However, you state here: "if a psychopath has no knowledge of sin or God, will he be judged as if he did? The answer is no."

and

"Forgiving babies isn't possible since there's no need to forgive anything where a knowledge of sin (i.e. good & evil) doesn't exist"

But, on the Christadelphia home page, among 'doctrines to be rejected' -- another page worth checking out, btw -- it says:
#22:"We reject the doctrine - that those without knowledge - through personal choice, immaturity, or lack of mental capacity - will be saved."

It seems to me that this contradicts your statement. Am I wrong? (I sincerely am curious.)

zilch said...

I must admit that all this stuff about sins, repentance, and salvation is pretty confusing to me, and it would seem that many Christians are similarly in disagreement about what these things mean. I'm usually willing to leave it aside as a curiosum of the story-telling and story-interpreting prowess of believers, but this bit intrigued me.

Jason, you said, speaking about the salvation of psychopaths: "Who's to say they also won't be 'covered' by a believing parent, sibling, etc.?"

I've never heard of such "covering", and I would like to know a) where it appears in Scripture (while I'm no expert, I know the Bible pretty well and I don't recall any such concept), and b) how far does this "covering" extend? If parents and siblings count, how about uncles? Neighbors? Jesus? Just curious...

Lee Randolph said...

Hi MMM,

Have you considered that Jesus's experience of going through death and resurrection was faithfulness expressed in an act of love? .... I believe it was an act of faithful love and overcoming.
What was Jesus purpose? He was born to sacrifice. He was a human. If you believe in the trinity, you believe he was god. He was a human sacrifice to god. Or a human sacrifice to himself. Either way, any way you look at it he was a human sacrifice. And if you believe it that, then you should be wondering why the psychopath exists, since they undermine the 'perfection' of the sacrifice.

do you believe that we ought to be relieved to express compassion to these? ....Can we do that without God?....I feel that the parable of the demoniac may have been an accurate portrayal of Jesus' encounter with what we would now refer to as a psychopath - naked and violent with multiple voices - Jesus didn't retreat but relieved him of his suffering.....I think we can do much better with God with our approach towards those who suffer such.
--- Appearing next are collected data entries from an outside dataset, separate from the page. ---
use std::path::Path;

use chrono::NaiveDate;
use reqwest::blocking::Client;
use reqwest::blocking::multipart::Form;
use reqwest::header::{ACCEPT, CONTENT_TYPE, HeaderMap, HeaderValue, USER_AGENT};
use serde::{Deserialize, Serialize};
use serde_json::{Map, Value};

use crate::config::RepositorySettings;
use crate::error::RepackError;

/// Filter sent to the repository search endpoint.
#[derive(Debug, Clone, PartialEq, Eq)]
pub struct SearchQuery {
    pub filename: String,
    pub upload_from_date: Option<NaiveDate>,
    pub upload_to_date: Option<NaiveDate>,
}

impl SearchQuery {
    pub fn filename(filename: impl Into<String>) -> Self {
        Self {
            filename: filename.into(),
            upload_from_date: None,
            upload_to_date: None,
        }
    }

    pub fn uploaded_between(mut self, from: NaiveDate, to: NaiveDate) -> Self {
        self.upload_from_date = Some(from);
        self.upload_to_date = Some(to);
        self
    }
}

#[derive(Debug, Clone, PartialEq, Serialize, Deserialize)]
pub struct RemoteEntry {
    pub filename: String,
    pub url: String,
    #[serde(flatten)]
    pub extra: Map<String, Value>,
}

impl RemoteEntry {
    pub fn new(filename: impl Into<String>, url: impl Into<String>) -> Self {
        Self {
            filename: filename.into(),
            url: url.into(),
            extra: Map::new(),
        }
    }

    /// Upload timestamp reported by the repository, ISO 8601.
    pub fn created_at(&self) -> Option<&str> {
        self.extra.get("created_at").and_then(Value::as_str)
    }

    pub fn id(&self) -> Option<u64> {
        self.extra.get("id").and_then(Value::as_u64)
    }
}

/// Descriptive fields attached to an uploaded file.
#[derive(Debug, Clone, PartialEq, Serialize)]
pub struct UploadMetadata {
    #[serde(rename = "type")]
    pub file_type: String,
    pub experiment_id: String,
    pub start_time: String,
    pub end_time: String,
    pub description: String,
    pub label_names: String,
    pub creator_email: String,
    pub contributor_names: Vec<String>,
}

pub trait RepositoryClient: Send + Sync {
    fn search(&self, query: &SearchQuery) -> Result<Vec<RemoteEntry>, RepackError>;
    /// Writes the entry's content to `destination`, returning the byte count.
    fn download(&self, entry: &RemoteEntry, destination: &Path) -> Result<u64, RepackError>;
    fn upload(&self, file: &Path, metadata: &UploadMetadata) -> Result<(), RepackError>;
}

#[derive(Serialize)]
struct SearchPayload<'a> {
    auth_token: &'a str,
    filename: &'a str,
    #[serde(skip_serializing_if = "Option::is_none")]
    upload_from_date: Option<String>,
    #[serde(skip_serializing_if = "Option::is_none")]
    upload_to_date: Option<String>,
}

/// Blocking client for the HIEv data repository API.
#[derive(Clone)]
pub struct HievHttpClient {
    client: Client,
    settings: RepositorySettings,
    token: String,
}

impl HievHttpClient {
    pub fn new(settings: &RepositorySettings, token: String) -> Result<Self, RepackError> {
        let mut headers = HeaderMap::new();
        headers.insert(
            USER_AGENT,
            HeaderValue::from_str(&format!("bms-repack/{}", env!("CARGO_PKG_VERSION")))
                .map_err(|err| RepackError::RepositoryHttp(err.to_string()))?,
        );
        headers.insert("X-Accept", HeaderValue::from_static("application/json"));

        let client = Client::builder()
            .default_headers(headers)
            .timeout(settings.timeout)
            .build()
            .map_err(|err| RepackError::RepositoryHttp(err.to_string()))?;

        Ok(Self {
            client,
            settings: settings.clone(),
            token,
        })
    }

    fn handle_status(
        response: reqwest::blocking::Response,
    ) -> Result<reqwest::blocking::Response, RepackError> {
        if response.status().is_success() {
            return Ok(response);
        }
        let status = response.status().as_u16();
        let message = response
            .text()
            .unwrap_or_else(|_| "repository request failed".to_string());
        Err(RepackError::RepositoryStatus { status, message })
    }
}

impl RepositoryClient for HievHttpClient {
    fn search(&self, query: &SearchQuery) -> Result<Vec<RemoteEntry>, RepackError> {
        let payload = SearchPayload {
            auth_token: &self.token,
            filename: &query.filename,
            upload_from_date: query.upload_from_date.map(|date| date.to_string()),
            upload_to_date: query.upload_to_date.map(|date| date.to_string()),
        };
        tracing::debug!(filename = %query.filename, "repository search");
        let response = self
            .client
            .post(self.settings.search_url())
            .header(CONTENT_TYPE, "application/json; charset=UTF-8")
            .header(ACCEPT, "application/json")
            .json(&payload)
            .send()
            .map_err(|err| RepackError::RepositoryHttp(err.to_string()))?;
        let response = Self::handle_status(response)?;
        response
            .json::<Vec<RemoteEntry>>()
            .map_err(|err| RepackError::RepositoryHttp(format!("malformed search response: {err}")))
    }

    fn download(&self, entry: &RemoteEntry, destination: &Path) -> Result<u64, RepackError> {
        tracing::debug!(filename = %entry.filename, "repository download");
        let response = self
            .client
            .get(&entry.url)
            .query(&[("auth_token", self.token.as_str())])
            .send()
            .map_err(|err| RepackError::RepositoryHttp(err.to_string()))?;
        let mut response = Self::handle_status(response)?;

        let parent = destination
            .parent()
            .filter(|parent| !parent.as_os_str().is_empty())
            .unwrap_or_else(|| Path::new("."));
        std::fs::create_dir_all(parent).map_err(|err| RepackError::Filesystem(err.to_string()))?;
        let mut file = tempfile::Builder::new()
            .prefix(".bms-repack-download")
            .tempfile_in(parent)
            .map_err(|err| RepackError::Filesystem(err.to_string()))?;
        let bytes = std::io::copy(&mut response, &mut file)
            .map_err(|err| RepackError::RepositoryHttp(err.to_string()))?;
        file.persist(destination)
            .map_err(|err| RepackError::Filesystem(err.to_string()))?;
        Ok(bytes)
    }

    fn upload(&self, file: &Path, metadata: &UploadMetadata) -> Result<(), RepackError> {
        let mut form = Form::new()
            .text("auth_token", self.token.clone())
            .text("type", metadata.file_type.clone())
            .text("experiment_id", metadata.experiment_id.clone())
            .text("start_time", metadata.start_time.clone())
            .text("end_time", metadata.end_time.clone())
            .text("description", metadata.description.clone())
            .text("label_names", metadata.label_names.clone())
            .text("creator_email", metadata.creator_email.clone());
        for name in &metadata.contributor_names {
            form = form.text("contributor_names[]", name.clone());
        }
        let form = form
            .file("file", file)
            .map_err(|err| RepackError::Filesystem(format!("{}: {err}", file.display())))?;

        tracing::debug!(file = %file.display(), "repository upload");
        let response = self
            .client
            .post(self.settings.create_url())
            .multipart(form)
            .send()
            .map_err(|err| RepackError::RepositoryHttp(err.to_string()))?;
        Self::handle_status(response)?;
        Ok(())
    }
}

#[cfg(test)]
mod tests {
    use super::*;

    #[test]
    fn search_payload_omits_empty_window() {
        let payload = SearchPayload {
            auth_token: "token",
            filename: "BMS_S39_2017_11_01.zip",
            upload_from_date: None,
            upload_to_date: None,
        };
        let json = serde_json::to_value(&payload).unwrap();
        assert_eq!(
            json,
            serde_json::json!({"auth_token": "token", "filename": "BMS_S39_2017_11_01.zip"})
        );
    }

    #[test]
    fn remote_entry_keeps_extra_fields() {
        let raw = r#"[{"filename": "a.zip", "url": "https://x/1", "file_id": 7}]"#;
        let entries: Vec<RemoteEntry> = serde_json::from_str(raw).unwrap();
        assert_eq!(entries[0].filename, "a.zip");
        assert_eq!(entries[0].extra.get("file_id"), Some(&Value::from(7)));
    }
}
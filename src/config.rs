use std::fs;
use std::path::PathBuf;
use std::time::Duration;

use camino::Utf8PathBuf;
use serde::{Deserialize, Serialize};

use crate::error::RepackError;
use crate::existence::ExistencePredicate;

pub const DEFAULT_CONFIG_FILE: &str = "bms-repack.json";

#[derive(Debug, Default, Deserialize, Serialize)]
pub struct Config {
    #[serde(default)]
    pub schema_version: Option<u32>,
    #[serde(default)]
    pub facility: Option<String>,
    #[serde(default)]
    pub archive_prefix: Option<String>,
    #[serde(default)]
    pub room_file_prefix: Option<String>,
    #[serde(default)]
    pub expected_file_count: Option<usize>,
    #[serde(default)]
    pub timestamp_formats: Option<Vec<String>>,
    #[serde(default)]
    pub staging_dir: Option<String>,
    #[serde(default)]
    pub output_dir: Option<String>,
    #[serde(default)]
    pub header_block: Option<bool>,
    #[serde(default)]
    pub existence: Option<ExistencePredicate>,
    #[serde(default)]
    pub on_missing_archive: Option<MissingArchivePolicy>,
    #[serde(default)]
    pub repository: Option<RepositoryEntry>,
    #[serde(default)]
    pub publish: Option<PublishEntry>,
    #[serde(default)]
    pub notify: Option<NotifyEntry>,
}

#[derive(Debug, Default, Deserialize, Serialize)]
pub struct RepositoryEntry {
    #[serde(default)]
    pub base_url: Option<String>,
    #[serde(default)]
    pub token_env: Option<String>,
    #[serde(default)]
    pub timeout_secs: Option<u64>,
}

#[derive(Debug, Default, Deserialize, Serialize)]
pub struct PublishEntry {
    #[serde(default)]
    pub enabled: Option<bool>,
    #[serde(default, rename = "type")]
    pub file_type: Option<String>,
    #[serde(default)]
    pub experiment_id: Option<String>,
    #[serde(default)]
    pub description: Option<String>,
    #[serde(default)]
    pub label_names: Option<Vec<String>>,
    #[serde(default)]
    pub creator_email: Option<String>,
    #[serde(default)]
    pub contributor_names: Option<Vec<String>>,
}

#[derive(Debug, Deserialize, Serialize)]
pub struct NotifyEntry {
    pub api_url: String,
    #[serde(default)]
    pub api_key_env: Option<String>,
    pub from: String,
    pub to: Vec<String>,
    #[serde(default)]
    pub subject_prefix: Option<String>,
}

/// What to do when the search for a day's archive is not exactly one hit.
#[derive(Debug, Clone, Copy, PartialEq, Eq, Default, Deserialize, Serialize)]
#[serde(rename_all = "lowercase")]
pub enum MissingArchivePolicy {
    #[default]
    Abort,
    Skip,
}

#[derive(Debug, Clone)]
pub struct RepositorySettings {
    pub base_url: String,
    pub token_env: String,
    pub timeout: Duration,
}

impl RepositorySettings {
    pub fn search_url(&self) -> String {
        format!("{}/data_files/api_search", self.base_url)
    }

    pub fn create_url(&self) -> String {
        format!("{}/data_files/api_create", self.base_url)
    }
}

#[derive(Debug, Clone)]
pub struct PublishSettings {
    pub enabled: bool,
    pub file_type: String,
    pub experiment_id: String,
    pub description: String,
    pub label_names: Vec<String>,
    pub creator_email: String,
    pub contributor_names: Vec<String>,
}

#[derive(Debug, Clone)]
pub struct NotifySettings {
    pub api_url: String,
    pub api_key_env: String,
    pub from: String,
    pub to: Vec<String>,
    pub subject_prefix: String,
}

/// Immutable settings shared by every stage of a run.
#[derive(Debug, Clone)]
pub struct RunConfig {
    pub schema_version: u32,
    pub facility: String,
    pub archive_prefix: String,
    pub room_file_prefix: String,
    pub expected_file_count: usize,
    pub timestamp_formats: Vec<String>,
    pub staging_dir: Utf8PathBuf,
    pub output_dir: Utf8PathBuf,
    pub header_block: bool,
    pub existence: ExistencePredicate,
    pub on_missing_archive: MissingArchivePolicy,
    pub repository: RepositorySettings,
    pub publish: PublishSettings,
    pub notify: Option<NotifySettings>,
}

pub struct ConfigLoader;

impl ConfigLoader {
    /// Loads `path`, or `bms-repack.json` from the current directory when it
    /// exists. Without either, built-in defaults are used.
    pub fn resolve(path: Option<&str>) -> Result<RunConfig, RepackError> {
        let config_path = match path {
            Some(path) => PathBuf::from(path),
            None => PathBuf::from(DEFAULT_CONFIG_FILE),
        };

        if !config_path.exists() {
            if path.is_some() {
                return Err(RepackError::ConfigRead(config_path));
            }
            tracing::debug!("no {DEFAULT_CONFIG_FILE} found, using defaults");
            return Self::resolve_config(Config::default());
        }

        let content = fs::read_to_string(&config_path)
            .map_err(|_| RepackError::ConfigRead(config_path.clone()))?;
        let config: Config = serde_json::from_str(&content)
            .map_err(|err| RepackError::ConfigParse(err.to_string()))?;

        Self::resolve_config(config)
    }

    pub fn resolve_config(config: Config) -> Result<RunConfig, RepackError> {
        let schema_version = config.schema_version.unwrap_or(1);
        if schema_version != 1 {
            return Err(RepackError::ConfigParse(format!(
                "unsupported schema_version {schema_version}"
            )));
        }

        let facility = config.facility.unwrap_or_else(|| "S39".to_string());
        let archive_prefix = config
            .archive_prefix
            .unwrap_or_else(|| format!("BMS_{facility}"));
        let room_file_prefix = config
            .room_file_prefix
            .unwrap_or_else(|| format!("hawk-{}_ac_room_", facility.to_lowercase()));

        let timestamp_formats = config
            .timestamp_formats
            .filter(|formats| !formats.is_empty())
            .unwrap_or_else(default_timestamp_formats);

        let repository = config.repository.unwrap_or_default();
        let repository = RepositorySettings {
            base_url: repository
                .base_url
                .unwrap_or_else(|| "https://hiev.westernsydney.edu.au".to_string())
                .trim_end_matches('/')
                .to_string(),
            token_env: repository
                .token_env
                .unwrap_or_else(|| "HIEV_API_KEY".to_string()),
            timeout: Duration::from_secs(repository.timeout_secs.unwrap_or(300)),
        };

        let publish = config.publish.unwrap_or_default();
        let publish = PublishSettings {
            enabled: publish.enabled.unwrap_or(false),
            file_type: publish.file_type.unwrap_or_else(|| "PROCESSED".to_string()),
            experiment_id: publish.experiment_id.unwrap_or_default(),
            description: publish.description.unwrap_or_else(|| {
                format!(
                    "Environmental variables (temperature, humidity, CO2) for {facility} rooms at 5-minute resolution, derived from BMS exports."
                )
            }),
            label_names: publish.label_names.unwrap_or_else(|| {
                vec![
                    "Temperature".to_string(),
                    "Humidity".to_string(),
                    "CO2".to_string(),
                ]
            }),
            creator_email: publish.creator_email.unwrap_or_default(),
            contributor_names: publish.contributor_names.unwrap_or_default(),
        };

        let notify = config.notify.map(|entry| NotifySettings {
            api_url: entry.api_url,
            api_key_env: entry
                .api_key_env
                .unwrap_or_else(|| "MAILTRAP_API_KEY".to_string()),
            from: entry.from,
            to: entry.to,
            subject_prefix: entry
                .subject_prefix
                .unwrap_or_else(|| format!("[{facility} BMS repack]")),
        });

        Ok(RunConfig {
            schema_version,
            archive_prefix,
            room_file_prefix,
            expected_file_count: config.expected_file_count.unwrap_or(28),
            timestamp_formats,
            staging_dir: Utf8PathBuf::from(
                config.staging_dir.unwrap_or_else(|| "raw_data".to_string()),
            ),
            output_dir: Utf8PathBuf::from(
                config.output_dir.unwrap_or_else(|| "output_data".to_string()),
            ),
            header_block: config.header_block.unwrap_or(true),
            existence: config.existence.unwrap_or_default(),
            on_missing_archive: config.on_missing_archive.unwrap_or_default(),
            repository,
            publish,
            notify,
            facility,
        })
    }
}

pub fn default_timestamp_formats() -> Vec<String> {
    vec![
        "%d/%m/%Y %H:%M:%S".to_string(),
        "%d/%m/%Y %H:%M".to_string(),
        "%Y-%m-%d %H:%M:%S".to_string(),
    ]
}

/// Reads a secret from the environment, rejecting blank values.
pub fn read_secret(var: &str) -> Result<String, RepackError> {
    std::env::var(var)
        .ok()
        .map(|value| value.trim().to_string())
        .filter(|value| !value.is_empty())
        .ok_or_else(|| RepackError::MissingSecret(var.to_string()))
}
It more accurately reflects a schizoprhenic, and st. pauls experience on the road to damascus resembles temporal lobe epilepsy which is known to be a biological process that eilcits religous experiences. It can be caused from external stimulus.
As for treating psychopaths, we ought to figure out how we can all increase the likelihood of a successful outcome for all of us. If it means compromise, fine, if it means they take to drugs to be like us, fine, but one thing is for sure that giving it to god isn't going to work. Research and hard work do more than prayer, I think you all know that.

I believe in scripture, it is said that for those who much has been given, the expectation is higher.
yea, thats a nice sentiment echoed by many an office manager. Its just one of those things that is naturally intuitive isn't it?

Lee Randolph said...

Hi Jason,

It's not about what anyone's been 'taught', it's about simply reading what the Bible says about Christ's sacrifice.
and.....it says he was a human sacrifice right? And the existence of the psychopath makes it imperfect right?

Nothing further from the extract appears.